Task to complete: Nothing past the line containing "and, if the" belongs in the output. Copy exactly every line of the data below from the first up to and including it.

[Stored data]
//! Macros making implementing the parameter namespaces easier.

/// Creates a type wrapping the integer code of a parameter namespace.
///
/// This adds impls for `From`, `PartialEq`, `Eq`, `PartialOrd`, `Ord`,
/// `Hash`, and `Debug`, conversion from and to the raw integer and the
/// mnemonic, parsing from and composing to wire format, and, if the
/// `serde` feature is enabled, `Serialize` and `Deserialize` atop the raw
/// integer.
///
/// It also emits the canonical `(mnemonic, value)` assignments as an
/// associated constant so the registry can derive its lookup tables from
/// the same literals that define the associated constants.
///
/// For `FromStr` and `Display`, see the other macros in this module.
macro_rules! code_enum {
    ( $(#[$attr:meta])* =>
      $codetype:ident, $inttype:ident;
      $( $(#[$variant_attr:meta])* ( $variant:ident =>
                                        $value:expr, $mnemonic:expr) )* ) => {
        $(#[$attr])*
        #[derive(Clone, Copy, Eq, Hash, Ord, PartialEq, PartialOrd)]
        pub struct $codetype($inttype);

        impl $codetype {
            $(
                $(#[$variant_attr])*
                pub const $variant: $codetype = $codetype($value);
            )*
        }

        impl $codetype {
            /// The canonical assignments of this namespace.
            ///
            /// Every `(mnemonic, value)` pair defined above appears here in
            /// definition order.
            pub const ASSIGNMENTS: &'static [(&'static str, $inttype)] = &[
                $( ($mnemonic, $value), )*
            ];

            /// Returns a value from its raw integer value.
            #[must_use]
            pub const fn from_int(value: $inttype) -> Self {
                Self(value)
            }

            /// Returns the raw integer value for a value.
            #[must_use]
            pub const fn to_int(self) -> $inttype {
                self.0
            }

            /// Returns a value from a well-defined mnemonic.
            ///
            /// Mnemonics are matched ignoring ASCII case.
            #[must_use]
            pub fn from_mnemonic(m: &str) -> Option<Self> {
                $(
                    if m.eq_ignore_ascii_case($mnemonic) {
                        return Some($codetype::$variant)
                    }
                )*
                None
            }

            /// Returns the mnemonic for this value if there is one.
            ///
            /// If two well-defined mnemonics share a value, the one defined
            /// first wins.
            #[must_use]
            #[allow(unreachable_patterns)]
            pub const fn to_mnemonic(self) -> Option<&'static str> {
                match self {
                    $(
                        $codetype::$variant => Some($mnemonic),
                    )*
                    _ => None
                }
            }

            /// Parses a value from the wire format.
            pub fn parse(
                cursor: &mut $crate::base::wire::WireCursor
            ) -> Result<Self, $crate::base::wire::ParseError> {
                <$inttype as $crate::base::wire::Parse>::parse(
                    cursor
                ).map(Self::from_int)
            }

            /// Composes the value into the wire format.
            pub fn compose(
                self, cursor: &mut $crate::base::wire::WireCursor
            ) {
                $crate::base::wire::Compose::compose(&self.to_int(), cursor)
            }
        }

        //--- From

        impl From<$inttype> for $codetype {
            fn from(value: $inttype) -> Self {
                $codetype::from_int(value)
            }
        }

        impl From<$codetype> for $inttype {
            fn from(value: $codetype) -> Self {
                value.to_int()
            }
        }

        //--- Debug

        impl core::fmt::Debug for $codetype {
            fn fmt(&self, f: &mut core::fmt::Formatter) -> core::fmt::Result {
                match self.to_mnemonic() {
                    Some(mnemonic) => {
                        write!(
                            f,
                            concat!(stringify!($codetype), "::{}"),
                            mnemonic
                        )
                    }
                    None => {
                        f.debug_tuple(stringify!($codetype))
                            .field(&self.0)
                            .finish()
                    }
                }
            }
        }

        //--- Serialize and Deserialize

        #[cfg(feature = "serde")]
        impl serde::Serialize for $codetype {
            fn serialize<S: serde::Serializer>(
                &self,
                serializer: S,
            ) -> Result<S::Ok, S::Error> {
                serde::Serialize::serialize(&self.to_int(), serializer)
            }
        }

        #[cfg(feature = "serde")]
        impl<'de> serde::Deserialize<'de> for $codetype {
            fn deserialize<D: serde::Deserializer<'de>>(
                deserializer: D,
            ) -> Result<Self, D::Error> {
                <$inttype as serde::Deserialize>::deserialize(deserializer)
                    .map(Self::from_int)
            }
        }
    }
}

/// Adds impls for `FromStr` and `Display` to the type given as first
/// argument.
///
/// For `FromStr`, recognizes all mnemonics case-insensitively as well as a
/// decimal number representing any value.
///
/// For `Display`, it will display a decimal number for values without
/// mnemonic.
macro_rules! code_enum_str_with_decimal {
    ($codetype:ident, $inttype:ident, $error:expr) => {
        impl core::str::FromStr for $codetype {
            type Err = FromStrError;

            fn from_str(s: &str) -> Result<Self, Self::Err> {
                match $codetype::from_mnemonic(s) {
                    Some(res) => Ok(res),
                    None => {
                        if let Ok(res) = s.parse() {
                            Ok($codetype::from_int(res))
                        } else {
                            Err(FromStrError(()))
                        }
                    }
                }
            }
        }

        impl core::fmt::Display for $codetype {
            fn fmt(&self, f: &mut core::fmt::Formatter) -> core::fmt::Result {
                match self.to_mnemonic() {
                    Some(m) => f.write_str(m),
                    None => {
                        write!(f, "{}", self.to_int())
                    }
                }
            }
        }

        from_str_error!($error);
    };
}

/// Adds impls for `FromStr` and `Display` to the type given as first
/// argument.
///
/// For `FromStr` recognizes all defined mnemonics ignoring case.
/// Additionally recognizes a value starting with the prefix given in the
/// second argument (again, ignoring case) directly followed by a decimal
/// number.
///
/// For `Display`, values without mnemonic will be written starting with the
/// prefix directly followed by the decimal representation of the value.
macro_rules! code_enum_str_with_prefix {
    ($codetype:ident, $prefix:expr, $inttype:ident, $error:expr) => {
        impl core::str::FromStr for $codetype {
            type Err = FromStrError;

            fn from_str(s: &str) -> Result<Self, Self::Err> {
                if let Some(res) = $codetype::from_mnemonic(s) {
                    return Ok(res);
                }
                if let (Some(l), Some(r)) =
                    (s.get(..$prefix.len()), s.get($prefix.len()..))
                {
                    if l.eq_ignore_ascii_case($prefix) && !r.is_empty() {
                        if let Ok(value) = r.parse() {
                            return Ok($codetype::from_int(value));
                        }
                    }
                }
                Err(FromStrError(()))
            }
        }

        impl core::fmt::Display for $codetype {
            fn fmt(&self, f: &mut core::fmt::Formatter) -> core::fmt::Result {
                match self.to_mnemonic() {
                    Some(m) => f.write_str(m),
                    None => {
                        write!(f, "{}{}", $prefix, self.to_int())
                    }
                }
            }
        }

        from_str_error!($error);
    };
}

macro_rules! from_str_error {
    ($description:expr) => {
        #[derive(Clone, Debug)]
        pub struct FromStrError(());

        impl std::error::Error for FromStrError {}

        impl core::fmt::Display for FromStrError {
            fn fmt(&self, f: &mut core::fmt::Formatter) -> core::fmt::Result {
                f.write_str($description)
            }
        }
    };
}
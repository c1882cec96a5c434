//! Breadcrumb records

use serde::{Deserialize, Serialize};
use serde_json::{Map, Value};

/// Origin of a breadcrumb
#[derive(Debug, Clone, Copy, Default, PartialEq, Eq, Serialize, Deserialize)]
#[serde(rename_all = "lowercase")]
pub enum BreadcrumbType {
    /// Added explicitly by the application (default)
    #[default]
    Manual,
    Log,
    Navigation,
    Http,
    System,
    User,
    Configuration,
}

impl BreadcrumbType {
    /// Name as persisted
    pub fn as_str(&self) -> &'static str {
        match self {
            Self::Manual => "manual",
            Self::Log => "log",
            Self::Navigation => "navigation",
            Self::Http => "http",
            Self::System => "system",
            Self::User => "user",
            Self::Configuration => "configuration",
        }
    }
}

/// Severity of a breadcrumb
#[derive(Debug, Clone, Copy, Default, PartialEq, Eq, Serialize, Deserialize)]
#[serde(rename_all = "lowercase")]
pub enum BreadcrumbLogLevel {
    Verbose,
    Debug,
    #[default]
    Info,
    Warning,
    Error,
}

impl BreadcrumbLogLevel {
    /// Name as persisted
    pub fn as_str(&self) -> &'static str {
        match self {
            Self::Verbose => "verbose",
            Self::Debug => "debug",
            Self::Info => "info",
            Self::Warning => "warning",
            Self::Error => "error",
        }
    }
}

/// Breadcrumb as handed in by the application
#[derive(Debug, Clone, Default, PartialEq)]
pub struct RawBreadcrumb {
    pub message: String,
    pub level: BreadcrumbLogLevel,
    pub breadcrumb_type: BreadcrumbType,
    pub attributes: Option<Map<String, Value>>,
}

impl RawBreadcrumb {
    /// Manual info breadcrumb with `message`
    pub fn new(message: impl Into<String>) -> Self {
        Self {
            message: message.into(),
            ..Self::default()
        }
    }

    /// Set the level
    pub fn with_level(mut self, level: BreadcrumbLogLevel) -> Self {
        self.level = level;
        self
    }

    /// Set the type
    pub fn with_type(mut self, breadcrumb_type: BreadcrumbType) -> Self {
        self.breadcrumb_type = breadcrumb_type;
        self
    }

    /// Attach one attribute
    pub fn with_attribute(mut self, key: impl Into<String>, value: impl Into<Value>) -> Self {
        self.attributes
            .get_or_insert_with(Map::new)
            .insert(key.into(), value.into());
        self
    }
}

/// Breadcrumb as persisted, one JSON object per line
#[derive(Debug, Clone, PartialEq, Serialize, Deserialize)]
pub struct Breadcrumb {
    pub id: u64,
    pub message: String,

    /// Epoch milliseconds
    pub timestamp: i64,

    #[serde(rename = "type")]
    pub breadcrumb_type: BreadcrumbType,

    pub level: BreadcrumbLogLevel,

    #[serde(default, skip_serializing_if = "Option::is_none")]
    pub attributes: Option<Map<String, Value>>,
}
//! Backlog - Sinks
//!
//! Writers that persist what the agent must not lose across a crash.
//!
//! # Architecture
//!
//! ```text
//! write_line ──► [RotatingWriter] ──batch──► main ──rotate──► fallback
//!                      ▲
//! add ──► [BreadcrumbsStorage] (one JSON line per breadcrumb)
//!
//! io::Write ──► [Chunkifier] ──► [FileChunkSink] ──► chunk-0 .. chunk-n (newest kept)
//! ```
//!
//! | Writer | Purpose | Bounded by |
//! |--------|---------|------------|
//! | `rotating` | Two-generation line log | lines and bytes per generation |
//! | `breadcrumbs` | Breadcrumb trail of a session | breadcrumb count and total size |
//! | `chunk` | Large stream split into files | chunk length/lines and file count |
//!
//! Files are named through [`SessionFiles`](backlog_storage::SessionFiles)
//! so a later session can find and harvest them.

/// Two-generation rotating line writer
pub mod rotating;

/// Breadcrumb trail on top of the rotating writer
pub mod breadcrumbs;

/// Stream splitting into bounded chunk files
pub mod chunk;

/// Shared utilities
pub mod util;

mod common;

pub use breadcrumbs::{
    BREADCRUMBS_FILE_PREFIX, Breadcrumb, BreadcrumbLimits, BreadcrumbLogLevel, BreadcrumbType,
    BreadcrumbsStorage, RawBreadcrumb, read_breadcrumbs,
};
pub use chunk::{
    ChunkSink, ChunkSplitter, Chunkifier, CombinedChunkSplitter, FileChunk, FileChunkSink,
    LengthChunkSplitter, LineChunkSplitter, WholeLines,
};
pub use common::{MetricsSnapshot, Result, WriterError, WriterMetrics};
pub use rotating::{RotatingWriter, RotationLimits};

Solution to this task:
//! Macros making implementing the parameter namespaces easier.

/// Creates a type wrapping the integer code of a parameter namespace.
///
/// This adds impls for `From`, `PartialEq`, `Eq`, `PartialOrd`, `Ord`,
/// `Hash`, and `Debug`, conversion from and to the raw integer and the
/// mnemonic, parsing from and composing to wire format, and, if the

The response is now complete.